Columnistas

Recientemente viví -una vez más- la extraña experiencia de ser obliterado de los registros históricos de uno de esos tantos espacios en que he incursionado a lo largo de los años. No era la primera vez que me ocurría. No es agradable, pero hemos aprendido a verlo como uno más de los gajes del oficio, que suelen acompañar el ejercicio de la franqueza y el criterio propio.

De mi padre, que era un sujeto provisto de una ética y principios que le garantizaban la incomprensión de no pocos, aprendí que las afrentas pueden asumirse de muchas maneras. Se pueden enfrentar en silencio y con estoicismo (esa era su versión personal de “poner la otra mejilla”), pagando mal con bien (“nobleza obliga” solía decir) o de la manera que más lo vi hacerlo: con olímpica indiferencia. Todos sus hijos e hija aprendimos, más por ejemplo que por admonición, que las circunstancias dirán cuál es la más adecuada.

De todas ellas, yo siempre admiré su forma de emplear la última, pues lo hacía implacablemente. En cualquier caso, su respuesta a cualquier agravio era digna y consecuente, sin guardar rencores inútiles.Siempre me sorprendió con su inconsciente práctica de olvidar el nombre (y a veces la cara) de quien le había ofendido o incomodado: literalmente borraba el registro nominal y facial de la gente. Nos hacía reír de tanto en tanto con su recurso (ese sí, muy consciente) de referirse con un nombre diferente, casi siempre improbable, a toda aquella persona que le inspiraba desconfianza o que le desagradaba por algún mal trato dispensado en el pasado; era tan consistente en el uso del “nuevo nombre” que terminaba utilizándolo como si fuera el real.

Eso sí, nunca empleó sobrenombres o apodos, pues le parecía de “baja ralea” y propio de incultos; era coherente al respecto, pues nunca le escuché decir procacidad o expresión soez alguna.En una de esas ocasiones en que experimenté la exclusión mencionada en el primer párrafo, mi reacción inicial fue de indignación pues nos ocurrió de forma inesperada, con la “guardia baja”, en acto público (“en cuadrilla y descampado”).

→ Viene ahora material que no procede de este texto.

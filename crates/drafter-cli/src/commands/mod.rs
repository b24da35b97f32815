pub mod commit;
pub mod config;
pub mod draft;
pub mod file;
pub mod lock;
pub mod log;
pub mod project;
pub mod push;
pub mod remote;
pub mod status;

use clap::{Args, Subcommand};
use uuid::Uuid;

use drafter_core::config::DrafterConfig;
use drafter_core::models::{ProjectId, UserId};
use drafter_db::Db;

#[derive(Subcommand)]
pub enum Command {
    /// Initialize and manage Drafter configuration
    Config {
        #[command(subcommand)]
        action: config::ConfigAction,
    },
    /// Create and tear down projects
    Project {
        #[command(subcommand)]
        action: project::ProjectAction,
    },
    /// Edit and list working files
    File {
        #[command(subcommand)]
        action: file::FileAction,
    },
    /// Work with your personal draft branch
    Draft {
        #[command(subcommand)]
        action: draft::DraftAction,
    },
    /// Snapshot a branch's files as a commit
    Commit(commit::CommitArgs),
    /// Show uncommitted changes and remote sync state
    Status(status::StatusArgs),
    /// Show commit history
    Log(log::LogArgs),
    /// Acquire, release and inspect file locks
    Lock {
        #[command(subcommand)]
        action: lock::LockAction,
    },
    /// Link a git repository to the project
    Remote {
        #[command(subcommand)]
        action: remote::RemoteAction,
    },
    /// Push main's files to the linked repository
    Push(push::PushArgs),
}

pub async fn run(cmd: Command) -> anyhow::Result<()> {
    match cmd {
        Command::Config { action } => config::run(action),
        Command::Project { action } => project::run(action).await,
        Command::File { action } => file::run(action).await,
        Command::Draft { action } => draft::run(action).await,
        Command::Commit(args) => commit::run(args).await,
        Command::Status(args) => status::run(args).await,
        Command::Log(args) => log::run(args).await,
        Command::Lock { action } => lock::run(action).await,
        Command::Remote { action } => remote::run(action).await,
        Command::Push(args) => push::run(args).await,
    }
}

/// Project/user selection shared by every command that touches a project.
#[derive(Args)]
pub struct ScopeArgs {
    /// Project to operate on (defaults to the active project)
    #[arg(long)]
    pub project: Option<Uuid>,
    /// User to act as (defaults to the active user)
    #[arg(long)]
    pub user: Option<Uuid>,
}

/// Loaded config plus an open database handle.
pub struct Context {
    pub config: DrafterConfig,
    pub db: Db,
}

impl Context {
    pub fn open() -> anyhow::Result<Self> {
        let config = DrafterConfig::load()?;
        let db = Db::open(&DrafterConfig::db_path()?)?;
        Ok(Self { config, db })
    }

    pub fn project_id(&self, over: Option<Uuid>) -> anyhow::Result<ProjectId> {
        over.or(self.config.active_project)
            .map(ProjectId::from_uuid)
            .ok_or_else(|| {
                anyhow::anyhow!("No project selected. Pass --project or run `drafter project init`")
            })
    }

    pub fn user_id(&self, over: Option<Uuid>) -> anyhow::Result<UserId> {
        over.or(self.config.active_user)
            .map(UserId::from_uuid)
            .ok_or_else(|| {
                anyhow::anyhow!("No user selected. Pass --user or set active_user in the config")
            })
    }
}
pub mod github;

use async_trait::async_trait;

use drafter_core::error::DrafterError;
use drafter_core::models::remote::ProviderKind;

/// A file staged for a provider push, addressed by its canonical
/// resource path within the repository.
#[derive(Debug, Clone)]
pub struct PushFile {
    pub path: String,
    pub content: String,
}

/// Receipt of a completed push: the commit the provider created.
#[derive(Debug, Clone)]
pub struct PushReceipt {
    pub sha: String,
}

/// One blob of a repository's tree listing.
#[derive(Debug, Clone)]
pub struct TreeEntry {
    pub path: String,
    pub sha: String,
}

/// The generic push contract a hosting provider must satisfy.
///
/// The reconciler never needs provider-specific semantics beyond this:
/// write a set of files as one commit, read the current tree, check that
/// the stored token still works.
#[async_trait]
pub trait GitProvider: Send + Sync {
    /// Validate that the stored credentials are valid.
    async fn validate_credentials(&self) -> Result<bool, DrafterError>;

    /// Push the given files to a branch as a single commit and return it.
    async fn push_files(
        &self,
        repo_full_name: &str,
        branch: &str,
        files: &[PushFile],
        message: &str,
    ) -> Result<PushReceipt, DrafterError>;

    /// List every blob reachable from a branch head.
    async fn get_tree(
        &self,
        repo_full_name: &str,
        branch: &str,
    ) -> Result<Vec<TreeEntry>, DrafterError>;

    /// The kind of provider this client talks to.
    fn kind(&self) -> ProviderKind;
}

/// Create a GitProvider for the given provider kind.
pub fn create_provider(
    kind: &ProviderKind,
    api_url: &url::Url,
    token: &str,
) -> Result<Box<dyn GitProvider>, DrafterError> {
    match kind {
        ProviderKind::GitHub => Ok(Box::new(github::GitHubProvider::new(
            api_url.clone(),
            token.to_string(),
        ))),
        other => Err(DrafterError::ProviderNotImplemented {
            kind: other.to_string(),
        }),
    }
}
#[cfg(test)]
mod tests {
    use super::*;

    fn named_directory(entries: &[(&UserId, &str, &str)]) -> Arc<dyn UserDirectory> {
        let mut dir = StaticDirectory::new();
        for (id, first, last) in entries {
            dir.insert(
                (*id).clone(),
                UserProfile {
                    first_name: Some((*first).to_string()),
                    last_name: Some((*last).to_string()),
                    email: None,
                },
            );
        }
        Arc::new(dir)
    }

    fn manager(db: &Db, directory: Arc<dyn UserDirectory>) -> LockManager {
        LockManager::new(db.clone(), LockConfig::default(), directory)
    }

    #[tokio::test]
    async fn test_lock_exclusivity_and_holder() {
        let db = Db::open_memory().unwrap();
        let file = FileId::new();
        let alice = UserId::new();
        let bob = UserId::new();
        let locks = manager(&db, named_directory(&[(&alice, "Alice", "Ames")]));

        let held = locks.acquire(&file, &alice).await.unwrap().unwrap();
        assert_eq!(held.user_id, alice);

        // Bob is refused without an error.
        assert!(locks.acquire(&file, &bob).await.unwrap().is_none());

        let holder = locks.holder(&file).await.unwrap().unwrap();
        assert_eq!(holder.user_id, alice);
        assert_eq!(holder.display_name, "Alice Ames");

        // After release, Bob gets in.
        locks.release(&held.id).await.unwrap();
        assert!(locks.acquire(&file, &bob).await.unwrap().is_some());
    }

    #[tokio::test]
    async fn test_reacquire_extends_own_lease() {
        let db = Db::open_memory().unwrap();
        let file = FileId::new();
        let user = UserId::new();
        let locks = manager(&db, Arc::new(StaticDirectory::new()));

        let first = locks.acquire(&file, &user).await.unwrap().unwrap();
        let second = locks.acquire(&file, &user).await.unwrap().unwrap();
        assert_eq!(first.id, second.id);
        assert!(second.expires_at >= first.expires_at);
        assert!(second.heartbeat_at >= first.heartbeat_at);
    }

    #[tokio::test]
    async fn test_expired_lease_is_reacquirable() {
        let db = Db::open_memory().unwrap();
        let file = FileId::new();
        let alice = UserId::new();
        let bob = UserId::new();
        let locks = manager(&db, Arc::new(StaticDirectory::new()));

        // A lease that lapsed the moment it was granted.
        let stale = FileLock::new(file.clone(), alice.clone(), Utc::now() - Duration::hours(1), Duration::minutes(30));
        {
            let conn = db.conn().await;
            ops::insert_lock(&conn, &stale).unwrap();
        }

        assert!(locks.active_lock(&file).await.unwrap().is_none());
        let fresh = locks.acquire(&file, &bob).await.unwrap().unwrap();
        assert_eq!(fresh.user_id, bob);

        // The stale row was lazily released, not deleted.
        let conn = db.conn().await;
        let audited = ops::get_lock(&conn, &stale.id).unwrap().unwrap();
        assert!(audited.released);
    }

    #[tokio::test]
    async fn test_sweep_releases_lapsed_rows() {
        let db = Db::open_memory().unwrap();
        let locks = manager(&db, Arc::new(StaticDirectory::new()));

        let lapsed = FileLock::new(
            FileId::new(),
            UserId::new(),
            Utc::now() - Duration::hours(1),
            Duration::minutes(30),
        );
        {
            let conn = db.conn().await;
            ops::insert_lock(&conn, &lapsed).unwrap();
        }
        let live = locks.acquire(&FileId::new(), &UserId::new()).await.unwrap().unwrap();

        assert_eq!(locks.sweep_once().await.unwrap(), 1);
        assert_eq!(locks.sweep_once().await.unwrap(), 0);
        assert!(locks.active_lock(&live.file_id).await.unwrap().is_some());
    }

    #[tokio::test]
    async fn test_spawned_sweeper_releases_lapsed_lock() {
        let db = Db::open_memory().unwrap();
        let config = LockConfig {
            lock_ttl: Duration::minutes(30),
            heartbeat_interval: std::time::Duration::from_secs(30),
            sweep_interval: std::time::Duration::from_millis(10),
        };
        let locks = LockManager::new(db.clone(), config, Arc::new(StaticDirectory::new()));

        let lapsed = FileLock::new(
            FileId::new(),
            UserId::new(),
            Utc::now() - Duration::hours(1),
            Duration::minutes(30),
        );
        {
            let conn = db.conn().await;
            ops::insert_lock(&conn, &lapsed).unwrap();
        }

        let sweeper = locks.spawn_sweeper();
        tokio::time::sleep(std::time::Duration::from_millis(100)).await;
        sweeper.abort();

        let conn = db.conn().await;
        let swept = ops::get_lock(&conn, &lapsed.id).unwrap().unwrap();
        assert!(swept.released);
    }

    #[tokio::test]
    async fn test_touch_never_revives_released_lock() {
        let db = Db::open_memory().unwrap();
        let file = FileId::new();
        let user = UserId::new();
        let locks = manager(&db, Arc::new(StaticDirectory::new()));

        let lock = locks.acquire(&file, &user).await.unwrap().unwrap();
        assert!(locks.touch(&lock.id).await.unwrap());

        locks.release(&lock.id).await.unwrap();
        assert!(!locks.touch(&lock.id).await.unwrap());
        assert!(locks.active_lock(&file).await.unwrap().is_none());
    }

    #[tokio::test]
    async fn test_release_unknown_lock_errors() {
        let db = Db::open_memory().unwrap();
        let locks = manager(&db, Arc::new(StaticDirectory::new()));
        let result = locks.release(&LockId::new()).await;
        assert!(matches!(result, Err(DrafterError::LockNotFound { .. })));
    }

    #[tokio::test]
    async fn test_release_all_user_locks() {
        let db = Db::open_memory().unwrap();
        let user = UserId::new();
        let other = UserId::new();
        let locks = manager(&db, Arc::new(StaticDirectory::new()));

        locks.acquire(&FileId::new(), &user).await.unwrap().unwrap();
        locks.acquire(&FileId::new(), &user).await.unwrap().unwrap();
        let kept = locks.acquire(&FileId::new(), &other).await.unwrap().unwrap();

        assert_eq!(locks.release_all_user_locks(&user).await.unwrap(), 2);
        assert_eq!(locks.release_all_user_locks(&user).await.unwrap(), 0);
        assert!(locks.active_lock(&kept.file_id).await.unwrap().is_some());
    }

    #[tokio::test]
    async fn test_heartbeat_keeps_lease_fresh_until_stopped() {
        let db = Db::open_memory().unwrap();
        let file = FileId::new();
        let user = UserId::new();
        let config = LockConfig {
            lock_ttl: Duration::minutes(30),
            heartbeat_interval: std::time::Duration::from_millis(10),
            sweep_interval: std::time::Duration::from_secs(300),
        };
        let locks = LockManager::new(db.clone(), config, Arc::new(StaticDirectory::new()));

        let lock = locks.acquire(&file, &user).await.unwrap().unwrap();
        locks.start_heartbeat(&lock.id).await;
        tokio::time::sleep(std::time::Duration::from_millis(50)).await;

        let renewed = locks.active_lock(&file).await.unwrap().unwrap();
        assert!(renewed.heartbeat_at > lock.heartbeat_at);

        locks.stop_heartbeat(&lock.id).await;
        let after_stop = locks.active_lock(&file).await.unwrap().unwrap();
        tokio::time::sleep(std::time::Duration::from_millis(50)).await;
        let later = locks.active_lock(&file).await.unwrap().unwrap();
        assert_eq!(after_stop.heartbeat_at, later.heartbeat_at);
    }

    #[tokio::test]
    async fn test_project_locks_resolves_holder_names() {
        use drafter_core::models::branch::Branch;
        use drafter_core::models::file::{FileKind, WorkingFile};

        let db = Db::open_memory().unwrap();
        let alice = UserId::new();
        let bob = UserId::new();
        let locks = manager(
            &db,
            named_directory(&[(&alice, "Alice", "Ames"), (&bob, "Bob", "Burns")]),
        );

        let branch = Branch::main(ProjectId::new());
        let file_a = WorkingFile::new(
            branch.id.clone(),
            branch.project_id.clone(),
            None,
            "Order flow".to_string(),
            FileKind::Bpmn,
            "<xml/>".to_string(),
        );
        let file_b = WorkingFile::new(
            branch.id.clone(),
            branch.project_id.clone(),
            None,
            "Rates".to_string(),
            FileKind::Dmn,
            "<xml/>".to_string(),
        );
        {
            let conn = db.conn().await;
            ops::insert_branch(&conn, &branch).unwrap();
            ops::insert_file(&conn, &file_a).unwrap();
            ops::insert_file(&conn, &file_b).unwrap();
        }

        locks.acquire(&file_a.id, &alice).await.unwrap().unwrap();
        locks.acquire(&file_b.id, &bob).await.unwrap().unwrap();

        let mut listed = locks.project_locks(&branch.project_id).await.unwrap();
        listed.sort_by(|a, b| a.file_name.cmp(&b.file_name));
        assert_eq!(listed.len(), 2);
        assert_eq!(listed[0].file_name, "Order flow");
        assert_eq!(listed[0].holder_name, "Alice Ames");
        assert_eq!(listed[1].file_name, "Rates");
        assert_eq!(listed[1].holder_name, "Bob Burns");

        // Locks on another project's files are not listed.
        assert!(locks.project_locks(&ProjectId::new()).await.unwrap().is_empty());
    }
}
use serde::{Deserialize, Serialize};
use std::path::{Path, PathBuf};
use uuid::Uuid;

use crate::error::DrafterError;

/// Top-level Drafter configuration, stored at `~/.drafter/config.toml`.
#[derive(Debug, Clone, Serialize, Deserialize)]
pub struct DrafterConfig {
    /// Lease length granted to a file lock.
    #[serde(default = "default_lock_ttl_minutes")]
    pub lock_ttl_minutes: u64,

    /// Interval between heartbeat renewals of a held lock.
    #[serde(default = "default_heartbeat_secs")]
    pub heartbeat_secs: u64,

    /// Interval between sweeps for expired locks.
    #[serde(default = "default_sweep_minutes")]
    pub sweep_minutes: u64,

    /// Project the CLI operates on when `--project` is not given.
    #[serde(default)]
    pub active_project: Option<Uuid>,

    /// User the CLI acts as when `--user` is not given.
    #[serde(default)]
    pub active_user: Option<Uuid>,
}

fn default_lock_ttl_minutes() -> u64 {
    30
}

fn default_heartbeat_secs() -> u64 {
    30
}

fn default_sweep_minutes() -> u64 {
    5
}

impl Default for DrafterConfig {
    fn default() -> Self {
        Self {
            lock_ttl_minutes: 30,
            heartbeat_secs: 30,
            sweep_minutes: 5,
            active_project: None,
            active_user: None,
        }
    }
}

impl DrafterConfig {
    /// Returns the Drafter home directory (`~/.drafter/`).
    pub fn home_dir() -> Result<PathBuf, DrafterError> {
        let base = dirs::home_dir().ok_or_else(|| DrafterError::Config {
            message: "could not determine home directory".into(),
        })?;
        Ok(base.join(".drafter"))
    }

    /// Returns the path to the config file.
    pub fn config_path() -> Result<PathBuf, DrafterError> {
        Ok(Self::home_dir()?.join("config.toml"))
    }

    /// Returns the path to the database file.
    pub fn db_path() -> Result<PathBuf, DrafterError> {
        Ok(Self::home_dir()?.join("drafter.db"))
    }

    /// Load config from the default location, or return defaults if not found.
    pub fn load() -> Result<Self, DrafterError> {
        let path = Self::config_path()?;
        if path.exists() {
            Self::load_from(&path)
        } else {
            Ok(Self::default())
        }
    }

    /// Load config from a specific path.
    pub fn load_from(path: &Path) -> Result<Self, DrafterError> {
        let content = std::fs::read_to_string(path)?;
        toml::from_str(&content).map_err(|e| DrafterError::Serialization(e.to_string()))
    }

    /// Save config to the default location.
    pub fn save(&self) -> Result<(), DrafterError> {
        let path = Self::config_path()?;
        self.save_to(&path)
    }

    /// Save config to a specific path.
    pub fn save_to(&self, path: &Path) -> Result<(), DrafterError> {
        if let Some(parent) = path.parent() {
            std::fs::create_dir_all(parent)?;
        }
        let content =
            toml::to_string_pretty(self).map_err(|e| DrafterError::Serialization(e.to_string()))?;
        std::fs::write(path, content)?;
        Ok(())
    }

    /// Initialize the Drafter home directory with default config.
    pub fn init() -> Result<PathBuf, DrafterError> {
        let home = Self::home_dir()?;
        std::fs::create_dir_all(&home)?;

        let config_path = Self::config_path()?;
        if !config_path.exists() {
            Self::default().save_to(&config_path)?;
        }

        Ok(home)
    }
}

#[cfg(test)]
mod tests {
    use super::*;

    #[test]
    fn test_default_config_roundtrip() {
        let config = DrafterConfig::default();
        let serialized = toml::to_string_pretty(&config).unwrap();
        let deserialized: DrafterConfig = toml::from_str(&serialized).unwrap();
        assert_eq!(config.lock_ttl_minutes, deserialized.lock_ttl_minutes);
        assert_eq!(config.heartbeat_secs, deserialized.heartbeat_secs);
        assert_eq!(config.sweep_minutes, deserialized.sweep_minutes);
        assert!(deserialized.active_project.is_none());
    }

    #[test]
    fn test_partial_config_uses_defaults() {
        let parsed: DrafterConfig = toml::from_str("lock_ttl_minutes = 10\n").unwrap();
        assert_eq!(parsed.lock_ttl_minutes, 10);
        assert_eq!(parsed.heartbeat_secs, 30);
        assert_eq!(parsed.sweep_minutes, 5);
    }
}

Días después, respondí a la usanza del paterfamilias, dedicando un sentido texto de homenaje en el espacio que este diario me ofrece semanalmente, pues el ultraje recibido no borraba para nada el cariño a la institución y mucho menos la verdad que consta en los registros estatales. “Nobleza obligaba” ante la villanía inexplicable y artera.Con frecuencia hemos podido observar que hay una tendencia extendida entre nosotros de no reconocer los méritos de quien no goza de nuestros afectos o no coincide con nuestros cánones y parámetros (cualesquiera estos sean).

Bien sea por ligereza, falta de sensibilidad, intolerancia, envidia o ruindad, la descalificación es moneda de curso común en nuestra sociedad y lleva a desconocer el aporte individual o colectivo de personas en una actividad o proyecto común.Sirva el episodio para la reflexión. Pensemos antes de hablar y de tachar a los demás. La prudencia es buena consejera y, por escasa, muy valiosa.